Choosing a tool in projects (Watson Studio)

With Watson Studio and its complimentary services, projects provide a range of tools for users with all levels of experience in preparing, analyzing, and modeling data, from beginner to expert. The right tool for you depends on the type of data you have, the tasks you plan to do, and the amount of automation you want.

To pick the right tool, consider these factors.

The type of data you have

  • Tabular data in delimited files or relational data in remote data sources
  • Image files
  • Textual (unstructured) data in documents

The type of tasks you need to do

  • Prepare data: cleanse, shape, visualize, organize, and validate data.
  • Analyze data: identify patterns and relationships in data, and display insights.
  • Build models: build, train, test, and deploy models to make predictions or optimize decisions.

How much automation you want

  • Code editor tools: Use to write code in Python or R, all also with Spark.
  • Graphical builder tools: Use menus and drag-and-drop functionality on a builder to visually program.
  • Automated builder tools: Use to configure automated tasks that require limited user input.

Find the right tool:

Tools for tabular or relational data

Tools for tabular or relational data by task:

Tools for tabular or relational data
Tool Tool type Prepare data Analyze data Build models
Jupyter notebook editor Code editor
JupyterLab Code editor
RStudio Code editor
Masking flows Automated builder
Data Refinery Graphical builder
Data Virtualization Graphical builder
DataStage Graphical builder
Data Replication Graphical builder
Dashboard editor Graphical builder
SPSS Modeler Graphical builder
Decision Optimization model builder Graphical builder and code editor
AutoAI Automated builder
Metadata import Automated builder
Metadata enrichment Automated builder
Data quality rule Automated builder and code editor
IBM Match 360 Automated builder
Orchestration Pipelines Graphical builder

Tools for textual data

Tools for building a model that works with textual data:

Tools for textual data
Tool Code editor Graphical builder Automated builder
Jupyter notebook editor
JupyterLab
RStudio
SPSS Modeler
Experiment builder
Orchestration Pipelines

Tools for image data

Tools for building a model that classifies images:

Tools for image data
Tool Code editor Graphical builder Automated builder
Jupyter notebook editor
JupyterLab
RStudio
Experiment builder
Orchestration Pipelines

Accessing tools

To use a tool, you must create an asset specific to that tool, or open an existing asset for that tool. To create an asset, click New asset or Import assets and then choose the asset type you want. This table shows the asset type to choose for each tool.

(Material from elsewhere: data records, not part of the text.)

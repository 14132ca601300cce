//! Scripted prompter for tests and non-interactive use.
//!
//! Answers are queued per dialog kind and handed out in order.  A dialog
//! whose queue is empty is treated as dismissed.

use std::collections::VecDeque;
use std::path::PathBuf;

use async_trait::async_trait;
use tokio::sync::Mutex;

use crate::application::workflow::{Confirmation, Prompter, UrlForm};

#[derive(Default)]
struct Script {
    names: VecDeque<Option<String>>,
    forms: VecDeque<Option<UrlForm>>,
    confirmations: VecDeque<bool>,
    files: VecDeque<Option<PathBuf>>,
    asked: Vec<Confirmation>,
}

/// A [`Prompter`] that replays queued answers.
#[derive(Default)]
pub struct ScriptedPrompter {
    script: Mutex<Script>,
}

impl ScriptedPrompter {
    pub fn new() -> Self {
        Self::default()
    }

    /// Queues an answer for the category-name dialog.
    pub fn name(mut self, name: impl Into<String>) -> Self {
        self.script.get_mut().names.push_back(Some(name.into()));
        self
    }

    /// Queues an answer for the URL dialog.
    pub fn url(mut self, name: impl Into<String>, url: impl Into<String>) -> Self {
        let form = UrlForm {
            name: name.into(),
            url: url.into(),
        };
        self.script.get_mut().forms.push_back(Some(form));
        self
    }

    /// Queues a "yes" for the next confirmation.
    pub fn accept(self) -> Self {
        self.answer(true)
    }

    /// Queues a "no" for the next confirmation.
    pub fn decline(self) -> Self {
        self.answer(false)
    }

    fn answer(mut self, answer: bool) -> Self {
        self.script.get_mut().confirmations.push_back(answer);
        self
    }

    /// Queues a file selection.
    pub fn file(mut self, path: impl Into<PathBuf>) -> Self {
        self.script.get_mut().files.push_back(Some(path.into()));
        self
    }

    /// Every confirmation request seen so far, oldest first.
    pub async fn confirmations(&self) -> Vec<Confirmation> {
        self.script.lock().await.asked.clone()
    }
}

#[async_trait]
impl Prompter for ScriptedPrompter {
    async fn category_name(&self) -> Option<String> {
        self.script.lock().await.names.pop_front().flatten()
    }

    async fn url_entry(&self) -> Option<UrlForm> {
        self.script.lock().await.forms.pop_front().flatten()
    }

    async fn confirm(&self, request: &Confirmation) -> bool {
        let mut script = self.script.lock().await;
        script.asked.push(request.clone());
        script.confirmations.pop_front().unwrap_or(false)
    }

    async fn import_file(&self) -> Option<PathBuf> {
        self.script.lock().await.files.pop_front().flatten()
    }
}
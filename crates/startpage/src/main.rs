//! StartPage command-line front-end.
//!
//! Manages the start page configuration (bookmark categories, their URLs, and
//! the design settings) stored in the local data directory, and moves it in and
//! out of `export.json` files.
//!
//! # Usage
//!
//! ```text
//! startpage [OPTIONS] <COMMAND>
//!
//! Commands:
//!   show                                   Print all categories and URLs
//!   add-category [NAME]                    Add a category (prompts if NAME is omitted)
//!   delete-category <ID> [--yes]           Delete a category and its URLs
//!   add-url <CATEGORY_ID> [--name --url]   Add a URL (prompts if omitted)
//!   remove-url <CATEGORY_ID> <URL_ID> [--yes]
//!   design [--background-image] [--color] [--opacity]
//!   export [--out PATH]                    Write export.json
//!   import [FILE]                          Replace everything with FILE
//!
//! Options:
//!   --settings <PATH>  Settings file [env: STARTPAGE_SETTINGS]
//!   --data-dir <DIR>   Storage directory [env: STARTPAGE_DATA_DIR]
//!   --origin <NAME>    Storage namespace [env: STARTPAGE_ORIGIN]
//! ```
//!
//! Log output goes to stderr.  `RUST_LOG` overrides the settings file's
//! `log_level`.

use std::path::PathBuf;
use std::sync::Arc;

use anyhow::{anyhow, Context};
use clap::{Parser, Subcommand};
use serde::Serialize;
use tracing::debug;
use tracing_subscriber::EnvFilter;

use startpage::application::transfer::EXPORT_FILE_NAME;
use startpage::application::workflow::{FileReader, Flow};
use startpage::infrastructure::file_io::{write_export, TokioFileReader};
use startpage::infrastructure::prompt::TerminalPrompter;
use startpage::infrastructure::storage::settings::{load_settings, AppSettings};
use startpage::infrastructure::ui_bridge::{self as bridge, AppState, CommandResult};
use startpage_core::{Category, Configuration, DesignPatch, Resolution, UrlEntry};

// ── CLI argument definitions ──────────────────────────────────────────────────

/// Personal start page: bookmark categories with local persistence.
#[derive(Debug, Parser)]
#[command(name = "startpage", version)]
struct Cli {
    /// Settings file to read instead of the platform default.
    #[arg(long, env = "STARTPAGE_SETTINGS")]
    settings: Option<PathBuf>,

    /// Directory holding the stored configuration.
    #[arg(long, env = "STARTPAGE_DATA_DIR")]
    data_dir: Option<PathBuf>,

    /// Storage namespace; each origin keeps its own configuration.
    #[arg(long, env = "STARTPAGE_ORIGIN")]
    origin: Option<String>,

    #[command(subcommand)]
    command: Command,
}

#[derive(Debug, Subcommand, PartialEq)]
enum Command {
    /// Print all categories, their URLs, and the design settings.
    Show,

    /// Add a category.
    AddCategory {
        /// Name of the category; asked for when omitted.
        name: Option<String>,
    },

    /// Delete a category together with its URLs.
    DeleteCategory {
        id: u32,
        /// Skip the confirmation.
        #[arg(long)]
        yes: bool,
    },

    /// Add a URL to a category.
    AddUrl {
        category_id: u32,
        #[arg(long, requires = "url")]
        name: Option<String>,
        #[arg(long, requires = "name")]
        url: Option<String>,
    },

    /// Remove one URL from a category.
    RemoveUrl {
        category_id: u32,
        url_id: u32,
        /// Skip the confirmation.
        #[arg(long)]
        yes: bool,
    },

    /// Change the design settings; omitted options are left as they are.
    Design {
        #[arg(long)]
        background_image: Option<String>,
        #[arg(long)]
        color: Option<String>,
        #[arg(long)]
        opacity: Option<f64>,
    },

    /// Write the configuration to a JSON file.
    Export {
        /// Target file, or a directory to write `export.json` into.
        #[arg(long, default_value = EXPORT_FILE_NAME)]
        out: PathBuf,
    },

    /// Replace the configuration with the contents of a JSON file.
    Import {
        /// File to import; asked for when omitted.
        file: Option<PathBuf>,
    },
}

impl Cli {
    /// Applies the storage overrides to `settings` and returns the command.
    fn into_parts(self, mut settings: AppSettings) -> (AppSettings, Command) {
        if let Some(dir) = self.data_dir {
            settings.storage.data_dir = Some(dir);
        }
        if let Some(origin) = self.origin {
            settings.storage.origin = origin;
        }
        (settings, self.command)
    }
}

// ── Output ────────────────────────────────────────────────────────────────────

/// Turns a failed command into an error and renders a successful one.
fn finish<T: Serialize>(result: CommandResult<T>, render: impl FnOnce(T)) -> anyhow::Result<()> {
    match result.data {
        Some(data) if result.success => {
            render(data);
            Ok(())
        }
        _ => Err(anyhow!(result
            .error
            .unwrap_or_else(|| "command failed".to_string()))),
    }
}

fn finish_flow<T: Serialize>(
    result: CommandResult<Flow<T>>,
    render: impl FnOnce(T),
) -> anyhow::Result<()> {
    finish(result, |flow| match flow {
        Flow::Completed(data) => render(data),
        Flow::Cancelled => println!("Cancelled."),
    })
}

fn print_config(config: &Configuration) {
    if config.categories.is_empty() {
        println!("No categories yet.");
    }
    for category in &config.categories {
        println!("[{}] {}", category.id, category.name);
        for entry in &category.urls {
            println!("    [{}] {} <{}>", entry.id, entry.name, entry.url);
        }
    }
    let design = &config.design;
    println!(
        "design: color {} opacity {}{}",
        design.color,
        design.opacity,
        if design.background_image.is_empty() {
            ""
        } else {
            ", background image set"
        }
    );
}

fn print_category(verb: &str, category: Category) {
    println!("{verb} category [{}] {}", category.id, category.name);
}

fn print_url(verb: &str, outcome: Resolution<UrlEntry>) {
    match outcome {
        Resolution::Applied(entry) => {
            println!("{verb} URL [{}] {} <{}>", entry.id, entry.name, entry.url)
        }
        Resolution::Unresolved => println!("No such category or URL; nothing changed."),
    }
}

// ── Dispatch ──────────────────────────────────────────────────────────────────

async fn run(command: Command, state: Arc<AppState>) -> anyhow::Result<()> {
    let prompter = TerminalPrompter::stdio();

    match command {
        Command::Show => finish(bridge::get_config(state).await, |c| print_config(&c)),

        Command::AddCategory { name: Some(name) } => finish(
            bridge::add_category(state, name).await,
            |c| print_category("Added", c),
        ),
        Command::AddCategory { name: None } => finish_flow(
            bridge::prompt_add_category(state, &prompter).await,
            |c| print_category("Added", c),
        ),

        Command::DeleteCategory { id, yes: true } => finish(
            bridge::delete_category(state, id).await,
            |c| print_category("Deleted", c),
        ),
        Command::DeleteCategory { id, yes: false } => finish_flow(
            bridge::prompt_delete_category(state, &prompter, id).await,
            |c| print_category("Deleted", c),
        ),

        Command::AddUrl {
            category_id,
            name: Some(name),
            url: Some(url),
        } => finish(
            bridge::add_url(state, category_id, name, url).await,
            |r| print_url("Added", r),
        ),
        Command::AddUrl { category_id, .. } => finish_flow(
            bridge::prompt_add_url(state, &prompter, category_id).await,
            |r| print_url("Added", r),
        ),

        Command::RemoveUrl {
            category_id,
            url_id,
            yes: true,
        } => finish(
            bridge::remove_url(state, category_id, url_id).await,
            |r| print_url("Removed", r),
        ),
        Command::RemoveUrl {
            category_id,
            url_id,
            yes: false,
        } => finish_flow(
            bridge::prompt_remove_url(state, &prompter, category_id, url_id).await,
            |r| print_url("Removed", r),
        ),

        Command::Design {
            background_image,
            color,
            opacity,
        } => {
            let patch = DesignPatch {
                background_image,
                color,
                opacity,
            };
            finish(bridge::set_design(state, patch).await, |d| {
                println!("design: color {} opacity {}", d.color, d.opacity)
            })
        }

        Command::Export { out } => {
            let result = bridge::export_config(state).await;
            let blob = match (result.success, result.data) {
                (true, Some(blob)) => blob,
                _ => return Err(anyhow!(result.error.unwrap_or_default())),
            };
            let path = write_export(&blob, &out)
                .await
                .with_context(|| format!("failed to write {}", out.display()))?;
            println!("Exported to {}", path.display());
            Ok(())
        }

        Command::Import { file: Some(file) } => {
            let contents = TokioFileReader
                .read_text(&file)
                .await
                .with_context(|| format!("failed to read {}", file.display()))?;
            finish(bridge::import_config(state, contents).await, |s| {
                println!("Imported {} categories with {} URLs", s.categories, s.urls)
            })
        }
        Command::Import { file: None } => finish_flow(
            bridge::prompt_import(state, &prompter, &TokioFileReader).await,
            |s| println!("Imported {} categories with {} URLs", s.categories, s.urls),
        ),
    }
}

// ── Entry point ───────────────────────────────────────────────────────────────

#[tokio::main]
async fn main() -> anyhow::Result<()> {
    let cli = Cli::parse();

    let settings = load_settings(cli.settings.as_deref()).context("failed to load settings")?;
    let (settings, command) = cli.into_parts(settings);

    // RUST_LOG wins over the settings file.
    tracing_subscriber::fmt()
        .with_writer(std::io::stderr)
        .with_env_filter(
            EnvFilter::try_from_default_env()
                .unwrap_or_else(|_| EnvFilter::new(&settings.log_level)),
        )
        .init();

    debug!(origin = %settings.storage.origin, "opening storage");
    let state = AppState::from_settings(&settings).context("failed to open storage")?;
    if let Some(notice) = state.notice() {
        eprintln!("warning: {notice}; starting with an empty configuration");
    }

    run(command, state).await
}

// ── Tests ─────────────────────────────────────────────────────────────────────

#[cfg(test)]
mod tests {
    use super::*;

    #[test]
    fn test_cli_show_without_options() {
        // Arrange / Act
        let cli = Cli::parse_from(["startpage", "show"]);

        // Assert
        assert_eq!(cli.command, Command::Show);
        assert_eq!(cli.settings, None);
    }

    #[test]
    fn test_cli_add_category_name_is_optional() {
        let cli = Cli::parse_from(["startpage", "add-category"]);
        assert_eq!(cli.command, Command::AddCategory { name: None });

        let cli = Cli::parse_from(["startpage", "add-category", "Work"]);
        assert_eq!(
            cli.command,
            Command::AddCategory {
                name: Some("Work".to_string())
            }
        );
    }

    #[test]
    fn test_cli_delete_category_yes_flag() {
        let cli = Cli::parse_from(["startpage", "delete-category", "3", "--yes"]);
        assert_eq!(cli.command, Command::DeleteCategory { id: 3, yes: true });
    }

    #[test]
    fn test_cli_add_url_name_requires_url() {
        let result = Cli::try_parse_from(["startpage", "add-url", "1", "--name", "Docs"]);
        assert!(result.is_err());
    }

    #[test]
    fn test_cli_add_url_with_both_fields() {
        let cli = Cli::parse_from([
            "startpage",
            "add-url",
            "1",
            "--name",
            "Docs",
            "--url",
            "https://example.com",
        ]);
        assert_eq!(
            cli.command,
            Command::AddUrl {
                category_id: 1,
                name: Some("Docs".to_string()),
                url: Some("https://example.com".to_string()),
            }
        );
    }

    #[test]
    fn test_cli_export_defaults_to_export_json() {
        let cli = Cli::parse_from(["startpage", "export"]);
        assert_eq!(
            cli.command,
            Command::Export {
                out: PathBuf::from("export.json")
            }
        );
    }

    #[test]
    fn test_cli_design_opacity_must_be_a_number() {
        let result = Cli::try_parse_from(["startpage", "design", "--opacity", "half"]);
        assert!(result.is_err());
    }

    #[test]
    fn test_into_parts_applies_storage_overrides() {
        // Arrange
        let cli = Cli::parse_from([
            "startpage",
            "--data-dir",
            "/tmp/startpage",
            "--origin",
            "work",
            "show",
        ]);

        // Act
        let (settings, command) = cli.into_parts(AppSettings::default());

        // Assert
        assert_eq!(settings.storage.data_dir, Some(PathBuf::from("/tmp/startpage")));
        assert_eq!(settings.storage.origin, "work");
        assert_eq!(command, Command::Show);
    }

    #[test]
    fn test_into_parts_without_overrides_keeps_settings() {
        let mut base = AppSettings::default();
        base.storage.origin = "home".to_string();
        let cli = Cli::parse_from(["startpage", "show"]);

        let (settings, _) = cli.into_parts(base.clone());

        assert_eq!(settings, base);
    }

    #[test]
    fn test_finish_reports_command_error() {
        let result: CommandResult<u32> = CommandResult::err("please add a category first");

        let err = finish(result, |_| {}).unwrap_err();

        assert_eq!(err.to_string(), "please add a category first");
    }
}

Tools to asset type mapping
To use this tool Choose this asset type
Jupyter notebook editor Jupyter notebook
Masking flows Masking flows
Data Refinery Data Refinery flow
DataStage DataStage flow
Data Replication Data Replication
Dashboard editor Dashboard
SPSS Modeler Modeler flow
Decision Optimization model builder Decision Optimization
AutoAI AutoAI experiment
Experiment builder Experiment
Metadata import Metadata import
Metadata enrichment Metadata enrichment
Data quality rules Data quality rule
IBM Match 360 Master data configuration

To edit notebooks with RStudio, click Launch IDE > RStudio.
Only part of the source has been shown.